Que peut-on attendre d’une baisse de l’euro pour l’économie française ?

par Bruno Ducoudré et Eric Heyer

Face à la montée du risque de déflation en zone euro, renforcée par l’appréciation continue de l’euro face aux autres monnaies depuis mi-2012, les dirigeants de la Banque centrale européenne ont entamé un changement de ton dans leur communication aux marchés financiers : ils évoquent maintenant la possibilité de mettre en œuvre de nouveaux assouplissements monétaires quantitatifs. Ces assouplissements sont susceptibles de faire baisser le taux de change de l’euro. Ils apporteraient alors un soutien précieux aux économies de la zone euro via un regain de compétitivité-prix vis-à-vis des concurrents hors de la zone, dans un contexte où les politiques de consolidation budgétaire vont continuer à freiner la croissance prévue pour la zone euro en 2014 et en 2015. Quelles seraient dès lors les conséquences pour l’économie française d’une dépréciation de l’euro face aux autres monnaies ? Nous revenons brièvement sur les évolutions passées du taux de change de l’euro. Puis nous présentons les effets attendus d’une dépréciation de 10% de l’euro face aux autres devises à l’aide du modèle emod.fr. Ces effets sont plus modérés que ceux prévus par le gouvernement.
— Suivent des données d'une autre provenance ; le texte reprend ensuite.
use wasm_bindgen::JsCast;
use web_sys::{HtmlDialogElement, HtmlElement, KeyboardEvent, Node, TouchEvent};
use yew::prelude::*;

use super::{nav_controls::NavControls, pagination::Pagination};
use crate::model::{StoryAction, StoryState};
use crate::util::{Listener, lifted_point, set_scroll_locked, touch_points};

#[derive(Properties, PartialEq, Clone)]
pub struct StoryModalProps {
    pub story: UseReducerHandle<StoryState>,
}

#[function_component(StoryModal)]
pub fn story_modal(props: &StoryModalProps) -> Html {
    let dialog_ref = use_node_ref();
    let stage_ref = use_node_ref();
    let story = props.story.clone();
    let is_open = story.modal.is_open;

    // Native dialog and page scroll follow the open flag
    {
        let dialog_ref = dialog_ref.clone();
        use_effect_with(is_open, move |&open| {
            if let Some(dialog) = dialog_ref.cast::<HtmlDialogElement>() {
                if open && !dialog.open() {
                    if let Err(err) = dialog.show_modal() {
                        log::warn!("story: showModal failed: {:?}", err);
                    }
                } else if !open && dialog.open() {
                    dialog.close();
                }
            }
            if open {
                set_scroll_locked(true);
            }
            move || {
                if open {
                    set_scroll_locked(false);
                }
            }
        });
    }

    // Touch listeners go on directly so touchmove can cancel page scrolling.
    {
        let dialog_ref = dialog_ref.clone();
        let stage_ref = stage_ref.clone();
        let dispatcher = story.dispatcher();
        use_effect_with((), move |_| {
            let mut listeners = Vec::new();
            if let Some(stage) = stage_ref.cast::<HtmlElement>() {
                let d = dispatcher.clone();
                let measured = stage.clone();
                listeners.push(Listener::new(&stage, "touchstart", move |event| {
                    let e = event.unchecked_ref::<TouchEvent>();
                    d.dispatch(StoryAction::ModalTouchStart {
                        points: touch_points(&e.touches()),
                        stage_width: measured.client_width() as f64,
                    });
                }));
                let d = dispatcher.clone();
                listeners.push(Listener::new(&stage, "touchmove", move |event| {
                    event.prevent_default();
                    let e = event.unchecked_ref::<TouchEvent>();
                    d.dispatch(StoryAction::ModalTouchMove(touch_points(&e.touches())));
                }));
                for kind in ["touchend", "touchcancel"] {
                    let d = dispatcher.clone();
                    listeners.push(Listener::new(&stage, kind, move |event| {
                        let e = event.unchecked_ref::<TouchEvent>();
                        d.dispatch(StoryAction::ModalTouchEnd {
                            end: lifted_point(e),
                            at_ms: event.time_stamp(),
                        });
                    }));
                }
            }
            // Escape closes the dialog natively; mirror that into state
            if let Some(dialog) = dialog_ref.cast::<HtmlElement>() {
                let d = dispatcher.clone();
                listeners.push(Listener::new(&dialog, "close", move |_| {
                    d.dispatch(StoryAction::CloseModal)
                }));
            }
            move || drop(listeners)
        });
    }

    // Arrow keys while open
    {
        let dispatcher = story.dispatcher();
        use_effect_with(is_open, move |&open| {
            let keys = if open {
                web_sys::window().map(|window| {
                    Listener::new(&window, "keydown", move |event| {
                        let e = event.unchecked_ref::<KeyboardEvent>();
                        match e.key().as_str() {
                            "ArrowLeft" => {
                                e.prevent_default();
                                dispatcher.dispatch(StoryAction::Prev);
                            }
                            "ArrowRight" => {
                                e.prevent_default();
                                dispatcher.dispatch(StoryAction::Next);
                            }
                            _ => {}
                        }
                    })
                })
            } else {
                None
            };
            move || drop(keys)
        });
    }

    let close_cb = {
        let dispatcher = story.dispatcher();
        Callback::from(move |e: MouseEvent| {
            e.stop_propagation();
            dispatcher.dispatch(StoryAction::CloseModal);
        })
    };
    // Only clicks that land on the dialog itself (its backdrop) close it
    let backdrop_cb = {
        let dispatcher = story.dispatcher();
        let dialog_ref = dialog_ref.clone();
        Callback::from(move |e: MouseEvent| {
            let on_backdrop = match (e.target(), dialog_ref.get()) {
                (Some(target), Some(dialog)) => dialog.is_same_node(target.dyn_ref::<Node>()),
                _ => false,
            };
            if on_backdrop {
                dispatcher.dispatch(StoryAction::CloseModal);
            }
        })
    };
    let toggle_controls_cb = {
        let dispatcher = story.dispatcher();
        Callback::from(move |e: MouseEvent| {
            e.stop_propagation();
            dispatcher.dispatch(StoryAction::ToggleControls);
        })
    };
    let on_prev = {
        let dispatcher = story.dispatcher();
        Callback::from(move |()| dispatcher.dispatch(StoryAction::Prev))
    };
    let on_next = {
        let dispatcher = story.dispatcher();
        Callback::from(move |()| dispatcher.dispatch(StoryAction::Next))
    };
    let on_select = {
        let dispatcher = story.dispatcher();
        Callback::from(move |index: usize| dispatcher.dispatch(StoryAction::GoTo(index)))
    };

    let (src, alt) = story
        .displayed_slide()
        .map(|s| (s.src.clone(), s.alt.clone()))
        .unwrap_or_default();
    let ghost_src = story.ghost_slide().map(|s| s.src.clone());

    html! {
        <dialog ref={dialog_ref} class={classes!("story-modal", is_open.then_some("open"), story.modal.controls_hidden.then_some("controls-hidden"))} aria-label="Story photos" onclick={backdrop_cb}>
            <button type="button" class="modal-close" aria-label="Close" onclick={close_cb}>{"×"}</button>
            <div ref={stage_ref} class="modal-stage">
                <img class="modal-ghost" src={ghost_src} alt="" aria-hidden="true" style={story.ghost_style().css()} />
                <img class="modal-image" {src} {alt} style={story.primary_style().css()} onclick={toggle_controls_cb} />
            </div>
            <NavControls class="modal-nav" {on_prev} {on_next} />
            <Pagination total={story.slides.len()} current={story.carousel.current} {on_select} class="modal-pagination" />
        </dialog>
    }
}
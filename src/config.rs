//! Tunable thresholds and durations for the carousel.
//!
//! Defaults match the behaviour of the hand-written site script. A page can
//! override any subset through a JSON `data-carousel-config` attribute on the
//! mount root.

use serde::{Deserialize, Serialize};
use thiserror::Error;

#[derive(Debug, Error)]
pub enum ConfigError {
    #[error("invalid carousel config JSON: {0}")]
    Parse(#[from] serde_json::Error),
    #[error("`{field}` must be positive (got {value})")]
    NotPositive { field: &'static str, value: f64 },
    #[error("jitter threshold {jitter_px}px must be below swipe threshold {swipe_commit_px}px")]
    JitterAboveSwipe { jitter_px: f64, swipe_commit_px: f64 },
    #[error("max_zoom must be greater than 1 (got {0})")]
    MaxZoom(f64),
    #[error("double_tap_zoom {value} must lie in (1, {max_zoom}]")]
    DoubleTapZoom { value: f64, max_zoom: f64 },
    #[error("`{field}` {value} must lie in {range}")]
    OutOfRange {
        field: &'static str,
        value: f64,
        range: &'static str,
    },
}

#[derive(Clone, Debug, PartialEq, Serialize, Deserialize)]
#[serde(default)]
pub struct CarouselConfig {
    /// Movement below this many px still counts as a tap.
    pub jitter_px: f64,
    /// Horizontal travel needed to commit a swipe.
    pub swipe_commit_px: f64,
    /// Window for the second tap of a double-tap, inclusive.
    pub double_tap_ms: f64,
    pub max_zoom: f64,
    pub double_tap_zoom: f64,
    pub settle_ms: u32,
    pub fade_ms: u32,
    pub fade_opacity: f64,
    pub narrow_breakpoint_px: f64,
    /// Scale applied to the side cards on narrow viewports.
    pub side_scale: f64,
    pub resize_debounce_ms: u32,
}

impl Default for CarouselConfig {
    fn default() -> Self {
        Self {
            jitter_px: 5.0,
            swipe_commit_px: 50.0,
            double_tap_ms: 300.0,
            max_zoom: 4.0,
            double_tap_zoom: 2.0,
            settle_ms: 180,
            fade_ms: 150,
            fade_opacity: 0.5,
            narrow_breakpoint_px: 1024.0,
            side_scale: 0.85,
            resize_debounce_ms: 100,
        }
    }
}

impl CarouselConfig {
    pub fn from_json(raw: &str) -> Result<Self, ConfigError> {
        let config: Self = serde_json::from_str(raw)?;
        config.validate()?;
        Ok(config)
    }

    /// Parse overrides, falling back to the defaults when they are unusable.
    pub fn from_json_or_default(raw: Option<&str>) -> Self {
        match raw.map(Self::from_json) {
            Some(Ok(config)) => config,
            Some(Err(err)) => {
                log::warn!("ignoring carousel config: {err}");
                Self::default()
            }
            None => Self::default(),
        }
    }

    pub fn validate(&self) -> Result<(), ConfigError> {
        for (field, value) in [
            ("jitter_px", self.jitter_px),
            ("swipe_commit_px", self.swipe_commit_px),
            ("double_tap_ms", self.double_tap_ms),
            ("settle_ms", self.settle_ms as f64),
            ("fade_ms", self.fade_ms as f64),
            ("narrow_breakpoint_px", self.narrow_breakpoint_px),
            ("resize_debounce_ms", self.resize_debounce_ms as f64),
        ] {
            if !(value > 0.0) {
                return Err(ConfigError::NotPositive { field, value });
            }
        }
        if self.jitter_px >= self.swipe_commit_px {
            return Err(ConfigError::JitterAboveSwipe {
                jitter_px: self.jitter_px,
                swipe_commit_px: self.swipe_commit_px,
            });
        }
        if !(self.max_zoom > 1.0) {
            return Err(ConfigError::MaxZoom(self.max_zoom));
        }
        if !(self.double_tap_zoom > 1.0 && self.double_tap_zoom <= self.max_zoom) {
            return Err(ConfigError::DoubleTapZoom {
                value: self.double_tap_zoom,
                max_zoom: self.max_zoom,
            });
        }
        if !(self.side_scale > 0.0 && self.side_scale <= 1.0) {
            return Err(ConfigError::OutOfRange {
                field: "side_scale",
                value: self.side_scale,
                range: "(0, 1]",
            });
        }
        if !(0.0..=1.0).contains(&self.fade_opacity) {
            return Err(ConfigError::OutOfRange {
                field: "fade_opacity",
                value: self.fade_opacity,
                range: "[0, 1]",
            });
        }
        Ok(())
    }
}

#[cfg(test)]
mod tests {
    use super::*;

    #[test]
    fn defaults_are_valid() {
        assert!(CarouselConfig::default().validate().is_ok());
    }

    #[test]
    fn partial_json_keeps_other_defaults() {
        let config = CarouselConfig::from_json(r#"{ "swipe_commit_px": 80 }"#).unwrap();
        assert_eq!(config.swipe_commit_px, 80.0);
        assert_eq!(config.jitter_px, 5.0);
        assert_eq!(config.settle_ms, 180);
    }

    #[test]
    fn jitter_must_stay_below_swipe_threshold() {
        let err = CarouselConfig::from_json(r#"{ "jitter_px": 60 }"#).unwrap_err();
        assert!(matches!(err, ConfigError::JitterAboveSwipe { .. }));
    }

    #[test]
    fn double_tap_zoom_is_bounded_by_max_zoom() {
        let err = CarouselConfig::from_json(r#"{ "max_zoom": 3, "double_tap_zoom": 3.5 }"#)
            .unwrap_err();
        assert!(matches!(err, ConfigError::DoubleTapZoom { .. }));
    }

    #[test]
    fn zero_duration_is_rejected() {
        let err = CarouselConfig::from_json(r#"{ "settle_ms": 0 }"#).unwrap_err();
        assert!(matches!(
            err,
            ConfigError::NotPositive {
                field: "settle_ms",
                ..
            }
        ));
    }

    #[test]
    fn broken_json_falls_back_to_defaults() {
        let config = CarouselConfig::from_json_or_default(Some("{ not json"));
        assert_eq!(config, CarouselConfig::default());
        assert_eq!(
            CarouselConfig::from_json_or_default(None),
            CarouselConfig::default()
        );
    }
}
// Single-slot scheduler for deferred visual steps.
//
// Scheduling replaces whatever was pending; the old token goes stale and is
// ignored if its timer still fires.

#[derive(Debug, Clone, Copy, PartialEq, Eq)]
pub enum Deferred {
    /// Modal image has faded out; swap in the current slide.
    FadeSwap,
    /// Fade-in finished.
    FadeSettle,
    /// Film-roll settle animation finished.
    SwipeSettle,
}

#[derive(Debug, Clone, Copy, PartialEq, Eq)]
pub struct Scheduled {
    pub token: u64,
    pub delay_ms: u32,
    pub task: Deferred,
}

#[derive(Debug, Clone, Default, PartialEq)]
pub struct Timeline {
    next_token: u64,
    pending: Option<Scheduled>,
}

impl Timeline {
    pub fn schedule(&mut self, delay_ms: u32, task: Deferred) -> u64 {
        self.next_token += 1;
        let token = self.next_token;
        self.pending = Some(Scheduled {
            token,
            delay_ms,
            task,
        });
        token
    }

    pub fn cancel(&mut self) {
        self.pending = None;
    }

    pub fn pending(&self) -> Option<Scheduled> {
        self.pending
    }

    pub fn is_pending(&self, task: Deferred) -> bool {
        matches!(self.pending, Some(s) if s.task == task)
    }

    /// Claim the pending task if `token` is still current.
    pub fn take(&mut self, token: u64) -> Option<Deferred> {
        match self.pending {
            Some(s) if s.token == token => {
                self.pending = None;
                Some(s.task)
            }
            _ => None,
        }
    }
}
Les politiques d’assouplissement monétaire quantitatif ont été massivement utilisées par la Réserve fédérale américaine, la Banque d’Angleterre ou encore de la Banque centrale du Japon. Depuis la mi-2012, le bilan de ces 3 banques a continué d’augmenter de respectivement 6,5 pts de PIB, 1,3 pt de PIB et 15,3 pts de PIB. Au cours de la même période, le bilan de la BCE s’est à l’inverse réduit de 8,4 pts de PIB. Cette divergence de stratégie a provoqué une appréciation continue de l’euro : en s’établissant aujourd’hui à 1,38 dollar, l’euro a vu sa valeur augmenter depuis juin 2012 de 12 % face au dollar. Au cours de la même période, la monnaie commune s’est appréciée de 49 % par rapport au yen et de près de 3 % face à la livre sterling (graphique 1).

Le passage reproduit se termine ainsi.